Problem description:
Could you give back the whole listing exactly as written?

Source data:
===============

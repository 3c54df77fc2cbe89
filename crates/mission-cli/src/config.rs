//! CLI configuration from environment.

use anyhow::{Context, Result};
use mission_core::geodesy::utm::zone_for_longitude;
use mission_core::{
    CoverageParams, FrameTransformGateway, GeoPoint, GeodesyEndpoint, PlannerRules, UtmProjection,
};
use mission_geodesy::HttpGeodesyEndpoint;
use std::env;

#[derive(Debug, Clone, Default, PartialEq)]
pub struct Config {
    pub geodesy_primary_url: Option<String>,
    pub geodesy_fallback_url: Option<String>,
    pub utm_zone: Option<u8>,
    pub utm_north: Option<bool>,
    pub coverage_swath_m: Option<f64>,
    pub localization_error_growth: Option<f64>,
}

impl Config {
    pub fn from_env() -> Self {
        Self::from_lookup(|key| env::var(key).ok())
    }

    /// Build from any key lookup; blank values count as unset.
    pub fn from_lookup(lookup: impl Fn(&str) -> Option<String>) -> Self {
        let get = |key: &str| {
            lookup(key)
                .map(|value| value.trim().to_string())
                .filter(|value| !value.is_empty())
        };
        Self {
            geodesy_primary_url: get("MISSION_GEODESY_PRIMARY_URL"),
            geodesy_fallback_url: get("MISSION_GEODESY_FALLBACK_URL"),
            utm_zone: get("MISSION_UTM_ZONE")
                .and_then(|s| s.parse().ok())
                .filter(|zone| (1..=60).contains(zone)),
            utm_north: get("MISSION_UTM_NORTH").and_then(|s| parse_bool(&s)),
            coverage_swath_m: get("MISSION_COVERAGE_SWATH_M").and_then(|s| s.parse().ok()),
            localization_error_growth: get("MISSION_LOC_ERROR_GROWTH")
                .and_then(|s| s.parse().ok()),
        }
    }

    /// Coverage parameters, only when both are known.
    pub fn coverage(&self) -> Option<CoverageParams> {
        Some(CoverageParams {
            swath_width_m: self.coverage_swath_m?,
            localization_error_growth: self.localization_error_growth?,
        })
    }

    /// Local projection for the configured zone, or the zone of `hint`.
    pub fn projection(&self, hint: Option<GeoPoint>) -> UtmProjection {
        let zone = self
            .utm_zone
            .or_else(|| hint.map(|p| zone_for_longitude(p.lon)))
            .unwrap_or(1);
        let north = self
            .utm_north
            .or_else(|| hint.map(|p| p.lat >= 0.0))
            .unwrap_or(true);
        UtmProjection::new(zone, north)
    }

    /// Gateway over the configured endpoints. Any endpoint without a URL is
    /// served by the local projection.
    pub fn gateway(
        &self,
        rules: &PlannerRules,
        hint: Option<GeoPoint>,
    ) -> Result<FrameTransformGateway> {
        let primary = self.endpoint("primary", self.geodesy_primary_url.as_deref(), hint)?;
        let fallback = self.endpoint("fallback", self.geodesy_fallback_url.as_deref(), hint)?;
        Ok(FrameTransformGateway::with_timeouts(
            primary,
            rules.primary_probe_timeout(),
            fallback,
            rules.fallback_probe_timeout(),
        ))
    }

    fn endpoint(
        &self,
        role: &str,
        url: Option<&str>,
        hint: Option<GeoPoint>,
    ) -> Result<Box<dyn GeodesyEndpoint>> {
        match url {
            Some(url) => {
                let endpoint = HttpGeodesyEndpoint::new(url)
                    .with_context(|| format!("Invalid {} geodesy endpoint", role))?;
                Ok(Box::new(endpoint))
            }
            None => {
                let projection = self.projection(hint);
                tracing::debug!(role, endpoint = projection.name(), "Using local projection");
                Ok(Box::new(projection))
            }
        }
    }
}

fn parse_bool(value: &str) -> Option<bool> {
    match value.to_ascii_lowercase().as_str() {
        "1" | "true" | "yes" | "n" | "north" => Some(true),
        "0" | "false" | "no" | "s" | "south" => Some(false),
        _ => None,
    }
}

===============

Answer section:
repository 3c54df77fc2cbe89
filename crates/mission-cli/src/config.rs
//! CLI configuration from environment.

use anyhow::{Context, Result};
use mission_core::geodesy::utm::zone_for_longitude;
use mission_core::{
    CoverageParams, FrameTransformGateway, GeoPoint, GeodesyEndpoint, PlannerRules, UtmProjection,
};
use mission_geodesy::HttpGeodesyEndpoint;
use std::env;

#[derive(Debug, Clone, Default, PartialEq)]
pub struct Config {
    pub geodesy_primary_url: Option<String>,
    pub geodesy_fallback_url: Option<String>,
    pub utm_zone: Option<u8>,
    pub utm_north: Option<bool>,
    pub coverage_swath_m: Option<f64>,
    pub localization_error_growth: Option<f64>,
}

impl Config {
    pub fn from_env() -> Self {
        Self::from_lookup(|key| env::var(key).ok())
    }

    /// Build from any key lookup; blank values count as unset.
    pub fn from_lookup(lookup: impl Fn(&str) -> Option<String>) -> Self {
        let get = |key: &str| {
            lookup(key)
                .map(|value| value.trim().to_string())
                .filter(|value| !value.is_empty())
        };
        Self {
            geodesy_primary_url: get("MISSION_GEODESY_PRIMARY_URL"),
            geodesy_fallback_url: get("MISSION_GEODESY_FALLBACK_URL"),
            utm_zone: get("MISSION_UTM_ZONE")
                .and_then(|s| s.parse().ok())
                .filter(|zone| (1..=60).contains(zone)),
            utm_north: get("MISSION_UTM_NORTH").and_then(|s| parse_bool(&s)),
            coverage_swath_m: get("MISSION_COVERAGE_SWATH_M").and_then(|s| s.parse().ok()),
            localization_error_growth: get("MISSION_LOC_ERROR_GROWTH")
                .and_then(|s| s.parse().ok()),
        }
    }

    /// Coverage parameters, only when both are known.
    pub fn coverage(&self) -> Option<CoverageParams> {
        Some(CoverageParams {
            swath_width_m: self.coverage_swath_m?,
            localization_error_growth: self.localization_error_growth?,
        })
    }

    /// Local projection for the configured zone, or the zone of `hint`.
    pub fn projection(&self, hint: Option<GeoPoint>) -> UtmProjection {
        let zone = self
            .utm_zone
            .or_else(|| hint.map(|p| zone_for_longitude(p.lon)))
            .unwrap_or(1);
        let north = self
            .utm_north
            .or_else(|| hint.map(|p| p.lat >= 0.0))
            .unwrap_or(true);
        UtmProjection::new(zone, north)
    }

    /// Gateway over the configured endpoints. Any endpoint without a URL is
    /// served by the local projection.
    pub fn gateway(
        &self,
        rules: &PlannerRules,
        hint: Option<GeoPoint>,
    ) -> Result<FrameTransformGateway> {
        let primary = self.endpoint("primary", self.geodesy_primary_url.as_deref(), hint)?;
        let fallback = self.endpoint("fallback", self.geodesy_fallback_url.as_deref(), hint)?;
        Ok(FrameTransformGateway::with_timeouts(
            primary,
            rules.primary_probe_timeout(),
            fallback,
            rules.fallback_probe_timeout(),
        ))
    }

    fn endpoint(
        &self,
        role: &str,
        url: Option<&str>,
        hint: Option<GeoPoint>,
    ) -> Result<Box<dyn GeodesyEndpoint>> {
        match url {
            Some(url) => {
                let endpoint = HttpGeodesyEndpoint::new(url)
                    .with_context(|| format!("Invalid {} geodesy endpoint", role))?;
                Ok(Box::new(endpoint))
            }
            None => {
                let projection = self.projection(hint);
                tracing::debug!(role, endpoint = projection.name(), "Using local projection");
                Ok(Box::new(projection))
            }
        }
    }
}

fn parse_bool(value: &str) -> Option<bool> {
    match value.to_ascii_lowercase().as_str() {
        "1" | "true" | "yes" | "n" | "north" => Some(true),
        "0" | "false" | "no" | "s" | "south" => Some(false),
        _ => None,
    }
}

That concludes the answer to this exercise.